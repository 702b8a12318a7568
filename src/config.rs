//! Runtime configuration for the ranging pipeline and the LED strip.
//!
//! Both structs are read once from the [`ConfigStore`] at initialization and
//! then moved into their owner (the measurement task, the LED controller).
//! There is no hot-reload: a changed setting takes effect on the next boot.

use log::{info, warn};
use serde::{Deserialize, Serialize};

use crate::ports::{ConfigError, ConfigStore};

// ── NVS keys (15-char limit) ──────────────────────────────────

pub const KEY_MEASUREMENT_INTERVAL_MS: &str = "meas_int_ms";
pub const KEY_SENSOR_TIMEOUT_MS: &str = "sens_timeout_ms";
pub const KEY_TEMPERATURE_C_X10: &str = "temp_c_x10";
pub const KEY_SMOOTHING_FACTOR: &str = "smooth_factor";
pub const KEY_LED_COUNT: &str = "led_count";
pub const KEY_LED_BRIGHTNESS: &str = "led_bright";

/// Upper bound for the strip length.
pub const MAX_LED_COUNT: u16 = 1000;

/// Ultrasonic sensor settings.
#[derive(Debug, Clone, PartialEq, Eq, Serialize, Deserialize)]
pub struct SensorConfig {
    /// Trigger output GPIO.
    pub trigger_pin: i32,
    /// Echo input GPIO (interrupt on any edge).
    pub echo_pin: i32,
    /// Time between ranging cycles (ms).
    pub measurement_interval_ms: u32,
    /// Maximum wait for an echo (ms).  30 ms covers 4 m plus margin.
    pub timeout_ms: u32,
    /// Ambient temperature for speed-of-sound compensation, tenths of °C.
    pub temperature_tenths_c: i16,
    /// EMA weight of the new sample, 0–1000 (1000 = no smoothing).
    pub smoothing_factor: u16,
}

impl SensorConfig {
    /// Defaults used when a key has never been written.
    pub const fn with_pins(trigger_pin: i32, echo_pin: i32) -> Self {
        Self {
            trigger_pin,
            echo_pin,
            measurement_interval_ms: 100,
            timeout_ms: 30,
            temperature_tenths_c: 200,
            smoothing_factor: 300,
        }
    }

    /// Load every sensor key from `store`, defaulting missing keys.
    ///
    /// A missing key is logged and replaced by its default; any other store
    /// error aborts.  The assembled config must pass [`Self::validate`].
    pub fn load(
        store: &impl ConfigStore,
        trigger_pin: i32,
        echo_pin: i32,
    ) -> Result<Self, ConfigError> {
        let defaults = Self::with_pins(trigger_pin, echo_pin);

        let cfg = Self {
            trigger_pin,
            echo_pin,
            measurement_interval_ms: read_or_default(
                store,
                KEY_MEASUREMENT_INTERVAL_MS,
                defaults.measurement_interval_ms as i32,
            )? as u32,
            timeout_ms: read_or_default(store, KEY_SENSOR_TIMEOUT_MS, defaults.timeout_ms as i32)?
                as u32,
            temperature_tenths_c: read_or_default(
                store,
                KEY_TEMPERATURE_C_X10,
                i32::from(defaults.temperature_tenths_c),
            )? as i16,
            smoothing_factor: read_or_default(
                store,
                KEY_SMOOTHING_FACTOR,
                i32::from(defaults.smoothing_factor),
            )? as u16,
        };
        // Casts above are lossless: read_or_default already bounded the raw values.
        cfg.validate()?;

        info!("Sensor config loaded:");
        info!("  trigger=GPIO{} echo=GPIO{}", cfg.trigger_pin, cfg.echo_pin);
        info!("  interval={} ms timeout={} ms", cfg.measurement_interval_ms, cfg.timeout_ms);
        info!(
            "  temperature={} ({}.{}\u{00b0}C)",
            cfg.temperature_tenths_c,
            cfg.temperature_tenths_c / 10,
            (cfg.temperature_tenths_c % 10).abs()
        );
        info!(
            "  smoothing={} ({}% new, {}% previous)",
            cfg.smoothing_factor,
            cfg.smoothing_factor / 10,
            (1000 - cfg.smoothing_factor) / 10
        );
        Ok(cfg)
    }

    pub fn validate(&self) -> Result<(), ConfigError> {
        if !(50..=1000).contains(&self.measurement_interval_ms) {
            return Err(ConfigError::ValidationFailed(
                "meas_int_ms must be 50–1000",
            ));
        }
        if !(10..=50).contains(&self.timeout_ms) {
            return Err(ConfigError::ValidationFailed(
                "sens_timeout_ms must be 10–50",
            ));
        }
        if self.timeout_ms >= self.measurement_interval_ms {
            return Err(ConfigError::ValidationFailed(
                "sens_timeout_ms must be < meas_int_ms",
            ));
        }
        if !(-200..=600).contains(&self.temperature_tenths_c) {
            return Err(ConfigError::ValidationFailed(
                "temp_c_x10 must be -200–600",
            ));
        }
        if self.smoothing_factor > 1000 {
            return Err(ConfigError::ValidationFailed(
                "smooth_factor must be 0–1000",
            ));
        }
        Ok(())
    }
}

/// LED strip settings.
#[derive(Debug, Clone, PartialEq, Eq, Serialize, Deserialize)]
pub struct LedConfig {
    /// Data line GPIO.
    pub data_pin: i32,
    /// RMT channel driving the data line.
    pub rmt_channel: u32,
    /// Number of pixels, 1–1000.
    pub led_count: u16,
    /// Global brightness applied on the wire, 0–255.
    pub brightness: u8,
}

impl LedConfig {
    /// Load the strip keys.  Unlike the sensor keys these have no defaults.
    pub fn load(
        store: &impl ConfigStore,
        data_pin: i32,
        rmt_channel: u32,
    ) -> Result<Self, ConfigError> {
        let led_count = store.get_i32(KEY_LED_COUNT)?;
        if led_count <= 0 || led_count > i32::from(MAX_LED_COUNT) {
            return Err(ConfigError::ValidationFailed("led_count must be 1–1000"));
        }
        let brightness = store.get_i32(KEY_LED_BRIGHTNESS)?;
        if !(0..=255).contains(&brightness) {
            return Err(ConfigError::ValidationFailed("led_bright must be 0–255"));
        }

        let cfg = Self {
            data_pin,
            rmt_channel,
            led_count: led_count as u16,
            brightness: brightness as u8,
        };
        info!(
            "LED config loaded: {} LEDs on GPIO{} (RMT ch{}), brightness {}",
            cfg.led_count, cfg.data_pin, cfg.rmt_channel, cfg.brightness
        );
        Ok(cfg)
    }

    pub fn validate(&self) -> Result<(), ConfigError> {
        if self.led_count == 0 || self.led_count > MAX_LED_COUNT {
            return Err(ConfigError::ValidationFailed("led_count must be 1–1000"));
        }
        Ok(())
    }
}

fn read_or_default(
    store: &impl ConfigStore,
    key: &'static str,
    default: i32,
) -> Result<i32, ConfigError> {
    match store.get_i32(key) {
        Ok(v) => {
            check_raw_range(key, v)?;
            Ok(v)
        }
        Err(ConfigError::NotFound(_)) => {
            warn!("{} not found in config store, using default: {}", key, default);
            Ok(default)
        }
        Err(e) => Err(e),
    }
}

/// Reject values that would be mangled by the narrowing casts in
/// [`SensorConfig::load`].
fn check_raw_range(key: &'static str, v: i32) -> Result<(), ConfigError> {
    let ok = match key {
        KEY_TEMPERATURE_C_X10 => i16::try_from(v).is_ok(),
        KEY_SMOOTHING_FACTOR => u16::try_from(v).is_ok(),
        _ => v >= 0,
    };
    if ok {
        Ok(())
    } else {
        Err(ConfigError::ValidationFailed(key))
    }
}

#[cfg(test)]
mod tests {
    use super::*;
    use std::collections::HashMap;

    struct MapStore(HashMap<&'static str, i32>);

    impl ConfigStore for MapStore {
        fn get_i32(&self, key: &'static str) -> Result<i32, ConfigError> {
            self.0.get(key).copied().ok_or(ConfigError::NotFound(key))
        }
    }

    #[test]
    fn empty_store_yields_defaults() {
        let store = MapStore(HashMap::new());
        let cfg = SensorConfig::load(&store, 14, 13).unwrap();
        assert_eq!(cfg, SensorConfig::with_pins(14, 13));
        assert_eq!(cfg.measurement_interval_ms, 100);
        assert_eq!(cfg.timeout_ms, 30);
        assert_eq!(cfg.temperature_tenths_c, 200);
        assert_eq!(cfg.smoothing_factor, 300);
    }

    #[test]
    fn stored_values_override_defaults() {
        let store = MapStore(HashMap::from([
            (KEY_MEASUREMENT_INTERVAL_MS, 250),
            (KEY_TEMPERATURE_C_X10, -55),
        ]));
        let cfg = SensorConfig::load(&store, 1, 2).unwrap();
        assert_eq!(cfg.measurement_interval_ms, 250);
        assert_eq!(cfg.temperature_tenths_c, -55);
        assert_eq!(cfg.timeout_ms, 30);
    }

    #[test]
    fn timeout_must_be_below_interval() {
        let cfg = SensorConfig {
            measurement_interval_ms: 50,
            timeout_ms: 50,
            ..SensorConfig::with_pins(0, 0)
        };
        assert!(matches!(cfg.validate(), Err(ConfigError::ValidationFailed(_))));
    }

    #[test]
    fn smoothing_above_1000_rejected() {
        let store = MapStore(HashMap::from([(KEY_SMOOTHING_FACTOR, 1001)]));
        assert!(matches!(
            SensorConfig::load(&store, 0, 0),
            Err(ConfigError::ValidationFailed(_))
        ));
    }

    #[test]
    fn temperature_that_does_not_fit_i16_rejected() {
        let store = MapStore(HashMap::from([(KEY_TEMPERATURE_C_X10, 70_000)]));
        assert!(SensorConfig::load(&store, 0, 0).is_err());
    }

    #[test]
    fn led_keys_are_mandatory() {
        let store = MapStore(HashMap::from([(KEY_LED_COUNT, 40)]));
        assert_eq!(
            LedConfig::load(&store, 12, 0),
            Err(ConfigError::NotFound(KEY_LED_BRIGHTNESS))
        );
    }

    #[test]
    fn led_count_bounds() {
        for bad in [0, -1, 1001] {
            let store = MapStore(HashMap::from([(KEY_LED_COUNT, bad), (KEY_LED_BRIGHTNESS, 128)]));
            assert!(
                matches!(LedConfig::load(&store, 12, 0), Err(ConfigError::ValidationFailed(_))),
                "led_count {} should be rejected",
                bad
            );
        }
        let store = MapStore(HashMap::from([(KEY_LED_COUNT, 1000), (KEY_LED_BRIGHTNESS, 255)]));
        let cfg = LedConfig::load(&store, 12, 0).unwrap();
        assert_eq!(cfg.led_count, 1000);
        assert_eq!(cfg.brightness, 255);
    }

    #[test]
    fn brightness_bounds() {
        let store = MapStore(HashMap::from([(KEY_LED_COUNT, 40), (KEY_LED_BRIGHTNESS, 256)]));
        assert!(LedConfig::load(&store, 12, 0).is_err());
    }

    #[test]
    fn serde_roundtrip() {
        let c = SensorConfig::with_pins(14, 13);
        let json = serde_json::to_string(&c).unwrap();
        let c2: SensorConfig = serde_json::from_str(&json).unwrap();
        assert_eq!(c, c2);
    }
}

- - - -

▸ **Exercise brief**
The answer is a number alone: how many lines of the data contain the string "warn"?

▸ **Task answer**
2